Benjamin Franklin made this observation in a 1789 letter to Jean-Baptiste Leroy: “Our new Constitution is now established, and has an appearance that promises permanency; but in this world, nothing can be said to be certain, except death and taxes.”

The Founding Father was an astute and learned fellow, indeed. Yet even he would have been surprised to find out his quote eventually revealed a certainty within the nation he so loved: the dreaded combination of death and taxes.

The estate tax, or “death tax,” has been a historical grievance for many American families. Its roots go back to the short-lived stamp tax (1797-1802), and includes the 1862 Revenue Act and 1898 War Revenues Act.

Now the modern estate tax is almost a century old. As Darien B. Jacobson, Brian G. Raub and Barry W. Johnson wrote in the Internal Revenue Service’s Statistics of Income Bulletin in 2007, “The Revenue Act of 1916 created a tax on the transfer of wealth from an estate to its beneficiaries, and thus was levied on the estate.” This estate tax differed from the “inheritance tax that is levied directly on beneficiaries,” which occurs in some U.S. states, and is “applied to net estates, defined as the total property owned by a decedent, the gross estate, less deductions.”

Yet as some people may recall, the estate tax cheated death a few years ago.

Then-President George W. Bush started the process of gradually phasing it out through taxation legislation in 2001. The estate tax disappeared by 2010, and only needed to be permanently repealed to be wiped out forever. President Obama and Democratic politicians predictably sat on their hands, and the estate tax’s exemption of $1 million reared its ugly head (again) in 2011.
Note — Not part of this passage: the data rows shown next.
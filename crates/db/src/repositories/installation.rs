use chrono::{DateTime, Utc};
use sqlx::Row;

use herald_core::install::{Installation, TeamId, UserId};

use super::{InstallationRepository, RepositoryError};
use crate::DbPool;

pub struct SqlInstallationRepository {
    pool: DbPool,
}

impl SqlInstallationRepository {
    pub fn new(pool: DbPool) -> Self {
        Self { pool }
    }
}

#[async_trait::async_trait]
impl InstallationRepository for SqlInstallationRepository {
    async fn save(&self, installation: Installation) -> Result<(), RepositoryError> {
        sqlx::query(
            "INSERT INTO slack_installation (
                team_id, team_name, enterprise_id, bot_token, bot_user_id, bot_scopes,
                installer_user_id, user_token, user_scopes, installed_at
             )
             VALUES (?, ?, ?, ?, ?, ?, ?, ?, ?, ?)
             ON CONFLICT(team_id, installer_user_id) DO UPDATE SET
                team_name = excluded.team_name,
                enterprise_id = excluded.enterprise_id,
                bot_token = excluded.bot_token,
                bot_user_id = excluded.bot_user_id,
                bot_scopes = excluded.bot_scopes,
                user_token = excluded.user_token,
                user_scopes = excluded.user_scopes,
                installed_at = excluded.installed_at",
        )
        .bind(&installation.team_id.0)
        .bind(installation.team_name.as_deref())
        .bind(installation.enterprise_id.as_deref())
        .bind(&installation.bot_token)
        .bind(installation.bot_user_id.as_deref())
        .bind(&installation.bot_scopes)
        .bind(&installation.installer_user_id.0)
        .bind(installation.user_token.as_deref())
        .bind(installation.user_scopes.as_deref())
        .bind(installation.installed_at.to_rfc3339())
        .execute(&self.pool)
        .await?;

        Ok(())
    }

    async fn find_for_team(
        &self,
        team_id: &TeamId,
    ) -> Result<Option<Installation>, RepositoryError> {
        let row = sqlx::query(
            "SELECT team_id, team_name, enterprise_id, bot_token, bot_user_id, bot_scopes,
                    installer_user_id, user_token, user_scopes, installed_at
             FROM slack_installation
             WHERE team_id = ?
             ORDER BY installed_at DESC, id DESC
             LIMIT 1",
        )
        .bind(&team_id.0)
        .fetch_optional(&self.pool)
        .await?;

        row.map(decode_installation).transpose()
    }

    async fn find_user_token(
        &self,
        team_id: &TeamId,
        user_id: &UserId,
    ) -> Result<Option<String>, RepositoryError> {
        let token = sqlx::query_scalar::<_, Option<String>>(
            "SELECT user_token FROM slack_installation
             WHERE team_id = ? AND installer_user_id = ?",
        )
        .bind(&team_id.0)
        .bind(&user_id.0)
        .fetch_optional(&self.pool)
        .await?;

        Ok(token.flatten().filter(|value| !value.trim().is_empty()))
    }

    async fn delete_for_team(&self, team_id: &TeamId) -> Result<u64, RepositoryError> {
        let result = sqlx::query("DELETE FROM slack_installation WHERE team_id = ?")
            .bind(&team_id.0)
            .execute(&self.pool)
            .await?;

        Ok(result.rows_affected())
    }
}

fn decode_installation(row: sqlx::sqlite::SqliteRow) -> Result<Installation, RepositoryError> {
    let installed_at_raw = row.try_get::<String, _>("installed_at")?;
    let installed_at = DateTime::parse_from_rfc3339(&installed_at_raw)
        .map_err(|error| {
            RepositoryError::Decode(format!("invalid installed_at `{installed_at_raw}`: {error}"))
        })?
        .with_timezone(&Utc);

    Ok(Installation {
        team_id: TeamId(row.try_get("team_id")?),
        team_name: row.try_get("team_name")?,
        enterprise_id: row.try_get("enterprise_id")?,
        bot_token: row.try_get("bot_token")?,
        bot_user_id: row.try_get("bot_user_id")?,
        bot_scopes: row.try_get("bot_scopes")?,
        installer_user_id: UserId(row.try_get("installer_user_id")?),
        user_token: row.try_get("user_token")?,
        user_scopes: row.try_get("user_scopes")?,
        installed_at,
    })
}
//! HTTP surface for the Slack integration: webhook deliveries plus the two
//! OAuth install legs. Every delivery to `/slack/events` passes the request
//! signature gate before any payload parsing.

use std::sync::Arc;

use axum::{
    body::Bytes,
    extract::{Query, State},
    http::{header::CONTENT_TYPE, HeaderMap, StatusCode},
    response::{Html, IntoResponse, Json, Redirect, Response},
    routing::{get, post},
    Router,
};
use chrono::Utc;
use serde::{Deserialize, Serialize};
use serde_json::Value;
use tracing::{error, info, warn};
use uuid::Uuid;

use herald_db::repositories::{SqlInstallationRepository, SqlOAuthStateRepository};
use herald_slack::commands::{parse_slash_payload, CommandRouter, DelegatedPostService};
use herald_slack::oauth::{InstallError, InstallService, RedirectParams};
use herald_slack::signature::{SignatureVerifier, SIGNATURE_HEADER, TIMESTAMP_HEADER};

type ServerInstallService = InstallService<SqlInstallationRepository, SqlOAuthStateRepository>;
type ServerCommandRouter = CommandRouter<DelegatedPostService<SqlInstallationRepository>>;

#[derive(Clone)]
pub struct SlackRoutesState {
    install_service: Arc<ServerInstallService>,
    command_router: Arc<ServerCommandRouter>,
    verifier: Arc<SignatureVerifier>,
}

impl SlackRoutesState {
    pub fn new(
        install_service: ServerInstallService,
        command_router: ServerCommandRouter,
        verifier: SignatureVerifier,
    ) -> Self {
        Self {
            install_service: Arc::new(install_service),
            command_router: Arc::new(command_router),
            verifier: Arc::new(verifier),
        }
    }
}

pub fn router(state: SlackRoutesState) -> Router {
    Router::new()
        .route("/slack/events", post(events))
        .route("/slack/install", get(install))
        .route("/slack/oauth_redirect", get(oauth_redirect))
        .with_state(state)
}

/// Inbound payloads Slack delivers to the events endpoint as JSON.
#[derive(Debug, Deserialize)]
#[serde(tag = "type", rename_all = "snake_case")]
enum EventEnvelope {
    UrlVerification { challenge: String },
    EventCallback { team_id: Option<String>, event: Option<Value> },
    #[serde(other)]
    Unsupported,
}

#[derive(Debug, Serialize)]
struct ChallengeResponse {
    challenge: String,
}

async fn events(
    State(state): State<SlackRoutesState>,
    headers: HeaderMap,
    body: Bytes,
) -> Response {
    let request_id = Uuid::new_v4().simple().to_string();

    let Some(timestamp) = header_value(&headers, TIMESTAMP_HEADER) else {
        return unauthorized(&request_id, "missing request timestamp header");
    };
    let Some(signature) = header_value(&headers, SIGNATURE_HEADER) else {
        return unauthorized(&request_id, "missing request signature header");
    };

    if let Err(failure) = state.verifier.verify(timestamp, signature, &body, Utc::now()) {
        warn!(
            event_name = "ingress.slack.signature_rejected",
            correlation_id = %request_id,
            error = %failure,
            "rejected webhook delivery"
        );
        return unauthorized(&request_id, "request signature verification failed");
    }

    let content_type = header_value(&headers, CONTENT_TYPE.as_str()).unwrap_or_default();
    if content_type.starts_with("application/json") {
        return handle_event_payload(&request_id, &body);
    }

    handle_slash_payload(&state, &request_id, &body).await
}

fn handle_event_payload(request_id: &str, body: &[u8]) -> Response {
    match serde_json::from_slice::<EventEnvelope>(body) {
        Ok(EventEnvelope::UrlVerification { challenge }) => {
            info!(
                event_name = "ingress.slack.url_verification",
                correlation_id = %request_id,
                "echoing url verification challenge"
            );
            Json(ChallengeResponse { challenge }).into_response()
        }
        Ok(EventEnvelope::EventCallback { team_id, event }) => {
            let event_type = event
                .as_ref()
                .and_then(|value| value.get("type"))
                .and_then(Value::as_str)
                .unwrap_or("unknown");
            // Event callbacks are acknowledged and otherwise ignored; the
            // command surface is the app's only interactive path.
            info!(
                event_name = "ingress.slack.event_acknowledged",
                correlation_id = %request_id,
                team_id = team_id.as_deref().unwrap_or("unknown"),
                event_type,
                "acknowledged event callback"
            );
            StatusCode::OK.into_response()
        }
        Ok(EventEnvelope::Unsupported) | Err(_) => {
            warn!(
                event_name = "ingress.slack.payload_rejected",
                correlation_id = %request_id,
                "unparseable event payload"
            );
            (StatusCode::BAD_REQUEST, "unsupported event payload").into_response()
        }
    }
}

async fn handle_slash_payload(
    state: &SlackRoutesState,
    request_id: &str,
    body: &[u8],
) -> Response {
    let payload = match parse_slash_payload(body) {
        Ok(payload) => payload,
        Err(failure) => {
            warn!(
                event_name = "ingress.slack.payload_rejected",
                correlation_id = %request_id,
                error = %failure,
                "unparseable slash command payload"
            );
            return (StatusCode::BAD_REQUEST, "unsupported command payload").into_response();
        }
    };

    info!(
        event_name = "ingress.slack.command_received",
        correlation_id = %request_id,
        command = %payload.command,
        team_id = %payload.team_id,
        user_id = %payload.user_id,
        "received slash command"
    );

    match state.command_router.route(&payload, request_id).await {
        Ok(reply) => Json(reply).into_response(),
        Err(failure) => {
            error!(
                event_name = "ingress.slack.command_failed",
                correlation_id = %request_id,
                error = %failure,
                "command routing failed"
            );
            (StatusCode::INTERNAL_SERVER_ERROR, "command handling failed").into_response()
        }
    }
}

async fn install(State(state): State<SlackRoutesState>) -> Response {
    match state.install_service.begin_install().await {
        Ok(begin) => Redirect::temporary(&begin.authorize_url).into_response(),
        Err(failure) => {
            error!(
                event_name = "oauth.install.begin_failed",
                error = %failure,
                "could not start install flow"
            );
            (StatusCode::INTERNAL_SERVER_ERROR, Html(result_page("Installation unavailable", "The install flow could not be started. Please try again shortly."))).into_response()
        }
    }
}

#[derive(Debug, Deserialize)]
struct OAuthRedirectQuery {
    code: Option<String>,
    state: Option<String>,
    error: Option<String>,
}

async fn oauth_redirect(
    State(state): State<SlackRoutesState>,
    Query(query): Query<OAuthRedirectQuery>,
) -> Response {
    let params =
        RedirectParams { code: query.code, state: query.state, error: query.error };

    match state.install_service.complete_install(params).await {
        Ok(installation) => {
            let workspace =
                installation.team_name.as_deref().unwrap_or(installation.team_id.0.as_str());
            Html(result_page(
                "Herald is installed",
                &format!(
                    "Herald is now authorized for <strong>{workspace}</strong>. \
                     You can close this tab and run <code>/say</code> in Slack."
                ),
            ))
            .into_response()
        }
        Err(failure) => {
            warn!(
                event_name = "oauth.install.redirect_failed",
                error = %failure,
                "install redirect was not completed"
            );
            let (status, detail) = match failure {
                InstallError::InvalidState => (
                    StatusCode::BAD_REQUEST,
                    "This install link has expired or was already used. Start again from the install page.",
                ),
                InstallError::MissingCode => {
                    (StatusCode::BAD_REQUEST, "The redirect did not carry an authorization code.")
                }
                InstallError::Provider(_) => {
                    (StatusCode::BAD_REQUEST, "Slack reported an authorization error.")
                }
                InstallError::Exchange(_) | InstallError::IncompleteExchange(_) => (
                    StatusCode::BAD_GATEWAY,
                    "The token exchange with Slack failed. Please try again shortly.",
                ),
                InstallError::Store(_) | InstallError::Domain(_) => (
                    StatusCode::INTERNAL_SERVER_ERROR,
                    "The installation could not be saved. Please try again shortly.",
                ),
            };
            (status, Html(result_page("Installation failed", detail))).into_response()
        }
    }
}

fn header_value<'a>(headers: &'a HeaderMap, name: &str) -> Option<&'a str> {
    headers.get(name).and_then(|value| value.to_str().ok())
}

fn unauthorized(request_id: &str, detail: &'static str) -> Response {
    warn!(
        event_name = "ingress.slack.unauthorized",
        correlation_id = %request_id,
        detail,
        "rejected unauthenticated webhook delivery"
    );
    (StatusCode::UNAUTHORIZED, detail).into_response()
}

fn result_page(title: &str, detail: &str) -> String {
    format!(
        "<!DOCTYPE html>\n<html>\n<head><title>{title}</title></head>\n\
         <body>\n<h1>{title}</h1>\n<p>{detail}</p>\n</body>\n</html>\n"
    )
}
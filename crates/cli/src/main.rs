use std::process::ExitCode;

fn main() -> ExitCode {
    herald_cli::run()
}
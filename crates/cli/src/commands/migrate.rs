use crate::commands::CommandResult;
use herald_core::config::{AppConfig, LoadOptions};
use herald_db::{connect_with_settings, migrations};

pub fn run() -> CommandResult {
    let config = match AppConfig::load(LoadOptions::default()) {
        Ok(config) => config,
        Err(error) => {
            return CommandResult::failure(
                "migrate",
                "config_validation",
                format!("configuration issue: {error}"),
                2,
            );
        }
    };

    let runtime = match tokio::runtime::Builder::new_current_thread().enable_all().build() {
        Ok(runtime) => runtime,
        Err(error) => {
            return CommandResult::failure(
                "migrate",
                "runtime_init",
                format!("failed to initialize async runtime: {error}"),
                3,
            );
        }
    };

    let result = runtime.block_on(async {
        let pool = connect_with_settings(
            &config.database.url,
            config.database.max_connections,
            config.database.timeout_secs,
        )
        .await
        .map_err(|error| ("db_connectivity", error.to_string(), 4u8))?;
        migrations::run_pending(&pool)
            .await
            .map_err(|error| ("migration", error.to_string(), 5u8))?;
        pool.close().await;
        Ok::<(), (&'static str, String, u8)>(())
    });

    match result {
        Ok(()) => CommandResult::success("migrate", "applied pending migrations"),
        Err((error_class, message, exit_code)) => {
            CommandResult::failure("migrate", error_class, message, exit_code)
        }
    }
}
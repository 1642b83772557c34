use std::time::Duration;

use herald_core::config::DatabaseConfig;
use sqlx::sqlite::SqlitePoolOptions;

pub type DbPool = sqlx::SqlitePool;

pub async fn connect(config: &DatabaseConfig) -> Result<DbPool, sqlx::Error> {
    connect_with_settings(&config.url, config.max_connections, config.timeout_secs).await
}

pub async fn connect_with_settings(
    database_url: &str,
    max_connections: u32,
    timeout_secs: u64,
) -> Result<DbPool, sqlx::Error> {
    SqlitePoolOptions::new()
        .max_connections(max_connections.max(1))
        .acquire_timeout(Duration::from_secs(timeout_secs.max(1)))
        .after_connect(|conn, _meta| {
            Box::pin(async move {
                sqlx::query("PRAGMA foreign_keys = ON").execute(&mut *conn).await?;
                sqlx::query("PRAGMA journal_mode = WAL").execute(&mut *conn).await?;
                sqlx::query("PRAGMA busy_timeout = 5000").execute(&mut *conn).await?;
                Ok(())
            })
        })
        .connect(database_url)
        .await
}
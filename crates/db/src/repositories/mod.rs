use async_trait::async_trait;
use chrono::{DateTime, Utc};
use thiserror::Error;

use herald_core::install::{Installation, OAuthState, TeamId, UserId};

pub mod installation;
pub mod memory;
pub mod oauth_state;

pub use installation::SqlInstallationRepository;
pub use memory::{InMemoryInstallationRepository, InMemoryOAuthStateRepository};
pub use oauth_state::SqlOAuthStateRepository;

#[derive(Debug, Error)]
pub enum RepositoryError {
    #[error("database error: {0}")]
    Database(#[from] sqlx::Error),
    #[error("decode error: {0}")]
    Decode(String),
}

#[async_trait]
pub trait InstallationRepository: Send + Sync {
    /// Upserts keyed on (team, installer); a reinstall supersedes the
    /// previous record.
    async fn save(&self, installation: Installation) -> Result<(), RepositoryError>;

    /// Latest installation for a workspace, regardless of installer.
    async fn find_for_team(&self, team_id: &TeamId)
        -> Result<Option<Installation>, RepositoryError>;

    /// Delegated user token for (team, user); `None` when the user has not
    /// authorized the app.
    async fn find_user_token(
        &self,
        team_id: &TeamId,
        user_id: &UserId,
    ) -> Result<Option<String>, RepositoryError>;

    async fn delete_for_team(&self, team_id: &TeamId) -> Result<u64, RepositoryError>;
}

#[async_trait]
pub trait OAuthStateRepository: Send + Sync {
    async fn issue(&self, state: OAuthState) -> Result<(), RepositoryError>;

    /// Fetch-and-delete: a nonce can be consumed at most once, and expired
    /// or unknown nonces yield `None`.
    async fn consume(
        &self,
        state: &str,
        now: DateTime<Utc>,
    ) -> Result<Option<OAuthState>, RepositoryError>;

    async fn purge_expired(&self, now: DateTime<Utc>) -> Result<u64, RepositoryError>;
}
pub mod commands;

use clap::{Parser, Subcommand};
use std::process::ExitCode;

#[derive(Debug, Parser)]
#[command(
    name = "herald",
    about = "Herald operator CLI",
    long_about = "Operate Herald install-store migrations, config inspection, and readiness checks.",
    after_help = "Examples:\n  herald doctor --json\n  herald config\n  herald migrate"
)]
pub struct Cli {
    #[command(subcommand)]
    command: Command,
}

#[derive(Debug, Subcommand)]
enum Command {
    #[command(about = "Apply pending install-store migrations and return structured status output")]
    Migrate,
    #[command(
        about = "Inspect effective configuration values with source attribution and redaction"
    )]
    Config,
    #[command(about = "Validate config, Slack credential shape, and DB connectivity checks")]
    Doctor {
        #[arg(long, help = "Emit machine-readable JSON output")]
        json: bool,
    },
}

pub fn run() -> ExitCode {
    let cli = Cli::parse();

    let result = match cli.command {
        Command::Migrate => commands::migrate::run(),
        Command::Config => {
            commands::CommandResult { exit_code: 0, output: commands::config::run() }
        }
        Command::Doctor { json } => {
            commands::CommandResult { exit_code: 0, output: commands::doctor::run(json) }
        }
    };

    println!("{}", result.output);
    ExitCode::from(result.exit_code)
}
Hope — as it so often does — springs eternal.

There seems to be some movement in New Jersey to do something about the state’s lofty inheritance tax. Gov. Chris Christie certainly wants to get rid of it, saying that many residents “can’t afford to die here” and they’re “going to pay significant money when they pass away the assets that they worked all their lives for.”

Republican state Sen. Steve Oroho also pointed out that “New Jersey is one of only two states, us and Maryland, that has both an estate tax and an inheritance tax. Yes, New Jersey taxes dead people. They find a way to tax them in the estate tax and the inheritance tax.”

If New Jersey’s efforts are successful, that would be great for this state. Yet I believe that the United States as a whole can go much further on this issue.

I’ve always been opposed to an estate tax. It’s nothing more than the government taking away a significant portion of a person’s estate earned over the course of a lifetime. Rather, it should always be left up to the individual through his will to make the ultimate decision whether to pass down the money, give a portion of it to charity or another cause (e.g., political donation), or simply give it all away.

The state should not be involved in this decision, and should not be allowed to arbitrarily claim a portion once a person has passed away.

When you think about it, the whole matter is rather puzzling.

Throughout history, most Americans have supported greater degrees of personal liberty and freedom of choice. They trumpeted capitalism and free markets. They rejected the growth of the state and bureaucracy. They thought that citizens, and not the government, could make their own decisions about their daily lives.

While there were a few exceptions to the rule, these positions remained fairly consistent under most Republican and Democratic presidential administrations.